Moore’s Law has accurately projected the doubling rate of computer power since the 1960s. Before the Singularity, the world will have changed more in a century than it has in the previous thousand centuries. As we approach the Singularity, says Kurzweil, the world will change more in a decade than in a thousand centuries, and as the acceleration continues and we reach the Singularity the world will change more in a year than in all pre-Singularity history.
Here he is in 2016, with the full backing of the tech giant Google behind him as their director of engineering, explaining in aPlayboy interview what we have to look forward to: “As they gain traction in the 2030s, nanobots in the bloodstream will destroy pathogens, remove debris, rid our bodies of clots, clogs and tumors, correct DNA errors and actually reverse the aging process.
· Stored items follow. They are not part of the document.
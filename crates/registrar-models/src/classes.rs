use chrono::{DateTime, NaiveDate, Utc};
use serde::{Deserialize, Serialize};
use sqlx::FromRow;
use utoipa::ToSchema;
use uuid::Uuid;

use crate::catalog::SessionOffering;
use crate::ids::{AttendanceId, ClassMeetingId, SessionOfferingId, StudentId};

#[derive(Debug, Clone, Serialize, FromRow, ToSchema)]
pub struct ClassMeeting {
    pub id: ClassMeetingId,
    pub session_offering_id: SessionOfferingId,
    pub date: NaiveDate,
    pub is_delete: bool,
    pub created_by: Uuid,
    pub created_at: DateTime<Utc>,
    pub updated_by: Option<Uuid>,
    pub updated_at: Option<DateTime<Utc>>,
}

#[derive(Debug, Clone, Serialize, FromRow, ToSchema)]
pub struct Attendance {
    pub id: AttendanceId,
    pub class_meeting_id: ClassMeetingId,
    pub student_id: StudentId,
    pub attended: bool,
    pub created_by: Uuid,
    pub created_at: DateTime<Utc>,
    pub updated_by: Option<Uuid>,
    pub updated_at: Option<DateTime<Utc>>,
}

#[derive(Debug, Deserialize, ToSchema)]
pub struct CreateClassDto {
    pub session_id: SessionOfferingId,
    pub date: NaiveDate,
}

#[derive(Debug, Deserialize, ToSchema)]
pub struct UpdateAttendanceDto {
    pub attended: bool,
}

#[derive(Debug, Clone, Serialize, ToSchema)]
pub struct ClassResponse {
    #[serde(flatten)]
    pub class: ClassMeeting,
    pub session: SessionOffering,
    pub attendances: Vec<Attendance>,
}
I believe we will reach a point around 2029 when medical technologies will add one additional year every year to your life expectancy.” As the rate of progress of medical technology accelerates the years will pile up for decades, centuries, and beyond, possible to forever. At some point it will be prudent to upload your mind—your self, your soul—into a computer to avoid the problems that a biological substrate like a brain entails. When that happens humans will achieve immortality.
Can we ever be immortalists?
I’m skeptical. Evaluating these science-based immortalities comparatively, cryonics seems like a better bet than mind-uploading only because, intuitively, having my body, brain and connectome preserved, frozen, stored, defrosted, warmed, and reawakened feels more like waking up from a long sleep than does being uploaded into a computer, which would only be a copy of me, no different than a twin, and no twin looks at their sibling and thinks “there I am.”
But cryonics is such a long shot that I would opt for the extropians and transhumanists because at least they suggest a more pragmatic and incremental approach we can employ starting today—diet, exercise, and lifestyle changes. So let’s continue along that path and see how far we can get.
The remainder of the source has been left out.